### Exercise objective
Send back every record word for word, with nothing missing.

### Exercise material
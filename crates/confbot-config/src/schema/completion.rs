//! Completion service (OpenAI-compatible chat completions) settings.

use std::fmt;

use serde::{Deserialize, Serialize};

/// Which flavor of the chat completions API the endpoint speaks.
#[derive(Debug, Clone, Copy, Serialize, Deserialize, PartialEq, Eq, Default)]
#[serde(rename_all = "lowercase")]
pub enum ApiFlavor {
    /// `POST {endpoint}/chat/completions` with `Authorization: Bearer`.
    #[default]
    OpenAi,
    /// `POST {endpoint}/openai/deployments/{model}/chat/completions?api-version=..`
    /// with an `api-key` header.
    Azure,
}

impl ApiFlavor {
    /// Environment variable consulted when no key is present in the file.
    pub fn api_key_env(&self) -> &'static str {
        match self {
            ApiFlavor::OpenAi => "OPENAI_API_KEY",
            ApiFlavor::Azure => "AZURE_OPENAI_API_KEY",
        }
    }
}

#[derive(Clone, Serialize, Deserialize)]
#[serde(default)]
pub struct CompletionConfig {
    pub flavor: ApiFlavor,
    pub endpoint: String,
    pub api_key: Option<String>,
    /// Model name, or deployment name for Azure.
    pub model: String,
    /// Only used by the Azure flavor.
    pub api_version: String,
    pub max_tokens: u32,
    pub temperature: f64,
    pub system_prompt: Option<String>,
    pub connect_timeout_secs: u32,
    pub request_timeout_secs: u32,
}

impl fmt::Debug for CompletionConfig {
    fn fmt(&self, f: &mut fmt::Formatter<'_>) -> fmt::Result {
        f.debug_struct("CompletionConfig")
            .field("flavor", &self.flavor)
            .field("endpoint", &self.endpoint)
            .field("api_key", &self.api_key.as_ref().map(|_| "[REDACTED]"))
            .field("model", &self.model)
            .field("api_version", &self.api_version)
            .field("max_tokens", &self.max_tokens)
            .field("temperature", &self.temperature)
            .field("system_prompt", &self.system_prompt)
            .field("connect_timeout_secs", &self.connect_timeout_secs)
            .field("request_timeout_secs", &self.request_timeout_secs)
            .finish()
    }
}

impl Default for CompletionConfig {
    fn default() -> Self {
        Self {
            flavor: ApiFlavor::OpenAi,
            endpoint: "https://api.openai.com/v1".into(),
            api_key: None,
            model: "gpt-4o-mini".into(),
            api_version: "2024-06-01".into(),
            max_tokens: 1024,
            temperature: 0.7,
            system_prompt: None,
            connect_timeout_secs: 10,
            request_timeout_secs: 120,
        }
    }
}
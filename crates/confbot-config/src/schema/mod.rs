//! Configuration schema types for the conference bot.
//!
//! All structs use `serde(default)` so partial configs work correctly.
//! Missing fields are filled with defaults that reproduce the behavior of
//! an unconfigured deployment.

mod catalog;
mod completion;
mod rate_limit;
mod server;
mod sessions;
mod system;

pub use catalog::*;
pub use completion::*;
pub use rate_limit::*;
pub use server::*;
pub use sessions::*;
pub use system::*;

use serde::{Deserialize, Serialize};

/// Current config schema version.
pub const CONFIG_SCHEMA_VERSION: u32 = 1;

/// Root configuration.
#[derive(Debug, Clone, Serialize, Deserialize, Default)]
#[serde(default)]
pub struct ConfbotConfig {
    pub server: ServerConfig,
    pub completion: CompletionConfig,
    pub rate_limit: RateLimitConfig,
    pub sessions: SessionsConfig,
    pub catalog: CatalogConfig,
    pub logging: LoggingConfig,
}
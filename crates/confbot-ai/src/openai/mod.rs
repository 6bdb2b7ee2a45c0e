//! OpenAI chat completions client.
//!
//! Speaks the streaming chat completions API of both OpenAI
//! (`{endpoint}/chat/completions`) and Azure OpenAI
//! (`{endpoint}/openai/deployments/{model}/chat/completions`).

mod api;
mod client;
mod config;

pub use client::OpenAiClient;
pub use config::OpenAiConfig;
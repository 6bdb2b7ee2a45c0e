//! Chat session lifecycle and turn-loop guards.

use serde::{Deserialize, Serialize};

/// What to do when a second run request arrives for a session whose turn
/// is still in flight.
#[derive(Debug, Clone, Copy, Serialize, Deserialize, PartialEq, Eq, Default)]
#[serde(rename_all = "lowercase")]
pub enum ConcurrentRunPolicy {
    /// Wait for the running turn to finish, then re-check for new input.
    #[default]
    Queue,
    /// Fail immediately with a busy error.
    Reject,
}

#[derive(Debug, Clone, Serialize, Deserialize)]
#[serde(default)]
pub struct SessionsConfig {
    /// Evict sessions idle for longer than this many seconds. 0 disables eviction.
    pub idle_ttl_secs: u32,
    /// How often the idle reaper runs (valid range: 1-86400).
    pub reap_interval_secs: u32,
    /// Maximum tool round-trips per run. 0 means unbounded.
    pub max_tool_rounds: u32,
    pub concurrent_run: ConcurrentRunPolicy,
    /// Capacity of the chunk channel between the turn loop and the transport.
    pub stream_buffer: u32,
}

impl Default for SessionsConfig {
    fn default() -> Self {
        Self {
            idle_ttl_secs: 0,
            reap_interval_secs: 60,
            max_tool_rounds: 0,
            concurrent_run: ConcurrentRunPolicy::Queue,
            stream_buffer: 32,
        }
    }
}

impl SessionsConfig {
    pub fn idle_ttl(&self) -> Option<std::time::Duration> {
        (self.idle_ttl_secs > 0).then(|| std::time::Duration::from_secs(self.idle_ttl_secs.into()))
    }

    pub fn max_tool_rounds(&self) -> Option<u32> {
        (self.max_tool_rounds > 0).then_some(self.max_tool_rounds)
    }
}
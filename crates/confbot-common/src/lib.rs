//! Types shared by every confbot crate: error taxonomy and identifiers.

pub mod errors;
pub mod id;

pub use errors::{ConfbotError, ConfigError};
pub use id::SessionId;

pub type Result<T> = std::result::Result<T, ConfbotError>;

### Finished exercise
filename crates/confbot-config/src/schema/completion.rs
//! Completion service (OpenAI-compatible chat completions) settings.

use std::fmt;

use serde::{Deserialize, Serialize};

/// Which flavor of the chat completions API the endpoint speaks.
#[derive(Debug, Clone, Copy, Serialize, Deserialize, PartialEq, Eq, Default)]
#[serde(rename_all = "lowercase")]
pub enum ApiFlavor {
    /// `POST {endpoint}/chat/completions` with `Authorization: Bearer`.
    #[default]
    OpenAi,
    /// `POST {endpoint}/openai/deployments/{model}/chat/completions?api-version=..`
    /// with an `api-key` header.
    Azure,
}

impl ApiFlavor {
    /// Environment variable consulted when no key is present in the file.
    pub fn api_key_env(&self) -> &'static str {
        match self {
            ApiFlavor::OpenAi => "OPENAI_API_KEY",
            ApiFlavor::Azure => "AZURE_OPENAI_API_KEY",
        }
    }
}

#[derive(Clone, Serialize, Deserialize)]
#[serde(default)]
pub struct CompletionConfig {
    pub flavor: ApiFlavor,
    pub endpoint: String,
    pub api_key: Option<String>,
    /// Model name, or deployment name for Azure.
    pub model: String,
    /// Only used by the Azure flavor.
    pub api_version: String,
    pub max_tokens: u32,
    pub temperature: f64,
    pub system_prompt: Option<String>,
    pub connect_timeout_secs: u32,
    pub request_timeout_secs: u32,
}

impl fmt::Debug for CompletionConfig {
    fn fmt(&self, f: &mut fmt::Formatter<'_>) -> fmt::Result {
        f.debug_struct("CompletionConfig")
            .field("flavor", &self.flavor)
            .field("endpoint", &self.endpoint)
            .field("api_key", &self.api_key.as_ref().map(|_| "[REDACTED]"))
            .field("model", &self.model)
            .field("api_version", &self.api_version)
            .field("max_tokens", &self.max_tokens)
            .field("temperature", &self.temperature)
            .field("system_prompt", &self.system_prompt)
            .field("connect_timeout_secs", &self.connect_timeout_secs)
            .field("request_timeout_secs", &self.request_timeout_secs)
            .finish()
    }
}

impl Default for CompletionConfig {
    fn default() -> Self {
        Self {
            flavor: ApiFlavor::OpenAi,
            endpoint: "https://api.openai.com/v1".into(),
            api_key: None,
            model: "gpt-4o-mini".into(),
            api_version: "2024-06-01".into(),
            max_tokens: 1024,
            temperature: 0.7,
            system_prompt: None,
            connect_timeout_secs: 10,
            request_timeout_secs: 120,
        }
    }
}
filename crates/confbot-config/src/schema/mod.rs
//! Configuration schema types for the conference bot.
//!
//! All structs use `serde(default)` so partial configs work correctly.
//! Missing fields are filled with defaults that reproduce the behavior of
//! an unconfigured deployment.

mod catalog;
mod completion;
mod rate_limit;
mod server;
mod sessions;
mod system;

pub use catalog::*;
pub use completion::*;
pub use rate_limit::*;
pub use server::*;
pub use sessions::*;
pub use system::*;

use serde::{Deserialize, Serialize};

/// Current config schema version.
pub const CONFIG_SCHEMA_VERSION: u32 = 1;

/// Root configuration.
#[derive(Debug, Clone, Serialize, Deserialize, Default)]
#[serde(default)]
pub struct ConfbotConfig {
    pub server: ServerConfig,
    pub completion: CompletionConfig,
    pub rate_limit: RateLimitConfig,
    pub sessions: SessionsConfig,
    pub catalog: CatalogConfig,
    pub logging: LoggingConfig,
}
filename crates/confbot-ai/src/openai/mod.rs
repository 6bdb2b7ee2a45c0e
//! OpenAI chat completions client.
//!
//! Speaks the streaming chat completions API of both OpenAI
//! (`{endpoint}/chat/completions`) and Azure OpenAI
//! (`{endpoint}/openai/deployments/{model}/chat/completions`).

mod api;
mod client;
mod config;

pub use client::OpenAiClient;
pub use config::OpenAiConfig;
repository 6bdb2b7ee2a45c0e
//! Chat session lifecycle and turn-loop guards.

use serde::{Deserialize, Serialize};

/// What to do when a second run request arrives for a session whose turn
/// is still in flight.
#[derive(Debug, Clone, Copy, Serialize, Deserialize, PartialEq, Eq, Default)]
#[serde(rename_all = "lowercase")]
pub enum ConcurrentRunPolicy {
    /// Wait for the running turn to finish, then re-check for new input.
    #[default]
    Queue,
    /// Fail immediately with a busy error.
    Reject,
}

#[derive(Debug, Clone, Serialize, Deserialize)]
#[serde(default)]
pub struct SessionsConfig {
    /// Evict sessions idle for longer than this many seconds. 0 disables eviction.
    pub idle_ttl_secs: u32,
    /// How often the idle reaper runs (valid range: 1-86400).
    pub reap_interval_secs: u32,
    /// Maximum tool round-trips per run. 0 means unbounded.
    pub max_tool_rounds: u32,
    pub concurrent_run: ConcurrentRunPolicy,
    /// Capacity of the chunk channel between the turn loop and the transport.
    pub stream_buffer: u32,
}

impl Default for SessionsConfig {
    fn default() -> Self {
        Self {
            idle_ttl_secs: 0,
            reap_interval_secs: 60,
            max_tool_rounds: 0,
            concurrent_run: ConcurrentRunPolicy::Queue,
            stream_buffer: 32,
        }
    }
}

impl SessionsConfig {
    pub fn idle_ttl(&self) -> Option<std::time::Duration> {
        (self.idle_ttl_secs > 0).then(|| std::time::Duration::from_secs(self.idle_ttl_secs.into()))
    }

    pub fn max_tool_rounds(&self) -> Option<u32> {
        (self.max_tool_rounds > 0).then_some(self.max_tool_rounds)
    }
}
filename crates/confbot-common/src/lib.rs
//! Types shared by every confbot crate: error taxonomy and identifiers.

pub mod errors;
pub mod id;

pub use errors::{ConfbotError, ConfigError};
pub use id::SessionId;

pub type Result<T> = std::result::Result<T, ConfbotError>;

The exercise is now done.